Work instruction: Extract all lines that hold "formulas" from the records below.

**** Data ****

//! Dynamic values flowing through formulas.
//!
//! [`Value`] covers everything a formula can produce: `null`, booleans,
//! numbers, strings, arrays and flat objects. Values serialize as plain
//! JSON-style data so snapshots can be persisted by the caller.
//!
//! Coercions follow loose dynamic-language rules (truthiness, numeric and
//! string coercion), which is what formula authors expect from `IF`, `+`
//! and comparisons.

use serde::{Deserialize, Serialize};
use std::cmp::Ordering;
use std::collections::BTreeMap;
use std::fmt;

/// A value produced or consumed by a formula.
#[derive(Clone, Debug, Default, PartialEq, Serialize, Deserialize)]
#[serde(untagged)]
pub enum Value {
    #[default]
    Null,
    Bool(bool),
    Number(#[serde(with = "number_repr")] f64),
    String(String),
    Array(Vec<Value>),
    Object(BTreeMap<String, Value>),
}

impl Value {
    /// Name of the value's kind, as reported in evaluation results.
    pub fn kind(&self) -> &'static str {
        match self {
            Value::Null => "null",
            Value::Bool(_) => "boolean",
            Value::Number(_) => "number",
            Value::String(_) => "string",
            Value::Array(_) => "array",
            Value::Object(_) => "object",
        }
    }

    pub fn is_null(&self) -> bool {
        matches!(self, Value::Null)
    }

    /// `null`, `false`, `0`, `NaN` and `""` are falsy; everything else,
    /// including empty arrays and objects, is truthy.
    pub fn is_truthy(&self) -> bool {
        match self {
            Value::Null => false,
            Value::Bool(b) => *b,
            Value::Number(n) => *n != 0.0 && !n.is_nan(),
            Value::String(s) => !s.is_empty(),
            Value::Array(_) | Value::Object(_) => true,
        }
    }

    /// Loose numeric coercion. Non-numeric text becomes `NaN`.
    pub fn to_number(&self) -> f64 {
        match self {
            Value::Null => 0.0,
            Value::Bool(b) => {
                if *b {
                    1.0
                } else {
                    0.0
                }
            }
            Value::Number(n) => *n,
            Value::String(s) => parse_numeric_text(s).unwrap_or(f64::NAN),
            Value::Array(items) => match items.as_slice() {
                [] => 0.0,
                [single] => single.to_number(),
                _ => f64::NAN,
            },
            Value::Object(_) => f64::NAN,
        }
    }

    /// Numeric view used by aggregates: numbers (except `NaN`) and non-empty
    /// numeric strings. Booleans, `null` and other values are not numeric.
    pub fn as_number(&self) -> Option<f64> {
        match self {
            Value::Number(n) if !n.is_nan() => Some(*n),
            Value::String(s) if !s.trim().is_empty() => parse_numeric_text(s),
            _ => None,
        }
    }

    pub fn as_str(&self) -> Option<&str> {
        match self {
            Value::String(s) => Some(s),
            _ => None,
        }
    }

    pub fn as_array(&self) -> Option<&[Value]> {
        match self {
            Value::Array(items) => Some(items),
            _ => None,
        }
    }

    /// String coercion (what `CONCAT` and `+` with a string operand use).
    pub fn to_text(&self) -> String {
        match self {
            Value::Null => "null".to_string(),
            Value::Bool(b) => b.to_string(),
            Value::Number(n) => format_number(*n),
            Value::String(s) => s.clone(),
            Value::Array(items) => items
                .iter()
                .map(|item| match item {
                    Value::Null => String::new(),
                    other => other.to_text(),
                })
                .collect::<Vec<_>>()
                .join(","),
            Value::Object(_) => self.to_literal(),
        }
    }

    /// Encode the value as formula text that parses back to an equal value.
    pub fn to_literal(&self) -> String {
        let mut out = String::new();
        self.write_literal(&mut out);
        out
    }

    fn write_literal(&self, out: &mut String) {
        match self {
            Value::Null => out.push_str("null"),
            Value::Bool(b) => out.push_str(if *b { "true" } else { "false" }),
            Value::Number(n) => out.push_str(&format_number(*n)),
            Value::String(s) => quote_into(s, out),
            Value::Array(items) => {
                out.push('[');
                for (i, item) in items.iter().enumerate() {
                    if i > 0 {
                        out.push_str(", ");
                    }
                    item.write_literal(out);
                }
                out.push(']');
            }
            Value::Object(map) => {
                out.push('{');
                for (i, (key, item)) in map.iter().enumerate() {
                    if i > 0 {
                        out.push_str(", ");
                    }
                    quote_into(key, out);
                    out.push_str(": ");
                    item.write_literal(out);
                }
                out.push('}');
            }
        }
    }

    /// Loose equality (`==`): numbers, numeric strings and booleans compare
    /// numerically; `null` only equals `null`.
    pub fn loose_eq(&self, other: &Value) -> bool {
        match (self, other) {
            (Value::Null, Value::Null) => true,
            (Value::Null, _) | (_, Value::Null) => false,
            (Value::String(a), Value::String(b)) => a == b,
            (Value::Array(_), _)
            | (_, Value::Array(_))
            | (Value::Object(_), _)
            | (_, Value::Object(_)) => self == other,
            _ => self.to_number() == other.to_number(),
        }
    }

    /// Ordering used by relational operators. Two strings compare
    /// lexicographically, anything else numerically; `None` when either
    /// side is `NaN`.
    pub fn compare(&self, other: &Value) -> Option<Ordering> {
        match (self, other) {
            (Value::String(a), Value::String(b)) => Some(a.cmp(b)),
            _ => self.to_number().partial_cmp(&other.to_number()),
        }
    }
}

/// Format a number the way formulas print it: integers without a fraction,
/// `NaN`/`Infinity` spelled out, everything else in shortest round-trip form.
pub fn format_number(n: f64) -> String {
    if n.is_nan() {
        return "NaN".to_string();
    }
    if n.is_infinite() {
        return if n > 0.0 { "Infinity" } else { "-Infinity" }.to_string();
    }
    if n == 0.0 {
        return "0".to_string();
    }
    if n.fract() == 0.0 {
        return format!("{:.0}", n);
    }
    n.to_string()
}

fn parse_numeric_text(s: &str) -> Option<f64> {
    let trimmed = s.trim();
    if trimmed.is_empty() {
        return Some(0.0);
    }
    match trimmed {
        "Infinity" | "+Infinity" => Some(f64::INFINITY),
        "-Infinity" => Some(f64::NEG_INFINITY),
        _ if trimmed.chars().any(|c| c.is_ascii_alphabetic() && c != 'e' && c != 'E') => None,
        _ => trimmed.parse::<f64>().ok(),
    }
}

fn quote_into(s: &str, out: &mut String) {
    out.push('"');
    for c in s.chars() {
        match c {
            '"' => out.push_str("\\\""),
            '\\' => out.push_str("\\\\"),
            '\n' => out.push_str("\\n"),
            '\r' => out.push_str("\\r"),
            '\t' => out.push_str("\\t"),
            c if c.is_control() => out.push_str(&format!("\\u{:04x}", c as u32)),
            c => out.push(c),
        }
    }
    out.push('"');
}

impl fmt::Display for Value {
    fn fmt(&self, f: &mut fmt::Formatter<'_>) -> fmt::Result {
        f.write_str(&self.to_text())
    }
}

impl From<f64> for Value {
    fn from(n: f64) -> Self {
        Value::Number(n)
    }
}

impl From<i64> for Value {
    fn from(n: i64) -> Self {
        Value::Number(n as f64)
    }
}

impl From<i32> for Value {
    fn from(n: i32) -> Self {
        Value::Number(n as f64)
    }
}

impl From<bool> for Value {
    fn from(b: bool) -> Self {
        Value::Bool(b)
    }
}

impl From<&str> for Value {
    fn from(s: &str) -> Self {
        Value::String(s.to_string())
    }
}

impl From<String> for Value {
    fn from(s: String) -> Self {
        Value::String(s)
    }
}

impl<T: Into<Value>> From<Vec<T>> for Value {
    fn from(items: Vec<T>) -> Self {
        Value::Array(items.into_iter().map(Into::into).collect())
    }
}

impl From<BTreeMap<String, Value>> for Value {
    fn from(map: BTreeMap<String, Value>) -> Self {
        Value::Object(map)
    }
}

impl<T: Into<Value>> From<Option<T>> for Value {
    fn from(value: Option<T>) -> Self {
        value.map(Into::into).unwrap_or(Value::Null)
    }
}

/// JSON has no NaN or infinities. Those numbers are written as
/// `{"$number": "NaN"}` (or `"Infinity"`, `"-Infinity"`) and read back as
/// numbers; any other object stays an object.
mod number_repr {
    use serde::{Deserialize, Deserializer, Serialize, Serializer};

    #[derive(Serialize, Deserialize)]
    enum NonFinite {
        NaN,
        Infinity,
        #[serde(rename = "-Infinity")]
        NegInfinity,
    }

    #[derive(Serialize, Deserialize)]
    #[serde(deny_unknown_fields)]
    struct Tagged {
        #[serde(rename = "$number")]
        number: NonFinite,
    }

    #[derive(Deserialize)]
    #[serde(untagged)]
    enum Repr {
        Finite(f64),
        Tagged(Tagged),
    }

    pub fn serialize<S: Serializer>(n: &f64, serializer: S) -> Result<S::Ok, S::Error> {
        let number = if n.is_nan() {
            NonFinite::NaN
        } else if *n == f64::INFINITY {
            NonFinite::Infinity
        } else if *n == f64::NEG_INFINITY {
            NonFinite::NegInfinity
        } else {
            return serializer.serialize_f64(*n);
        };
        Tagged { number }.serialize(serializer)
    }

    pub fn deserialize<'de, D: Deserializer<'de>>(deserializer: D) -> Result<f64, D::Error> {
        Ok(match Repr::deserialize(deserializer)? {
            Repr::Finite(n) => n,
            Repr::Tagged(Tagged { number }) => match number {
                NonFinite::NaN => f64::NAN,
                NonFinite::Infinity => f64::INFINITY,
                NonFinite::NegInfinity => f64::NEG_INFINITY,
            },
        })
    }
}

****

Expected output:
//! Dynamic values flowing through formulas.
/// Format a number the way formulas print it: integers without a fraction,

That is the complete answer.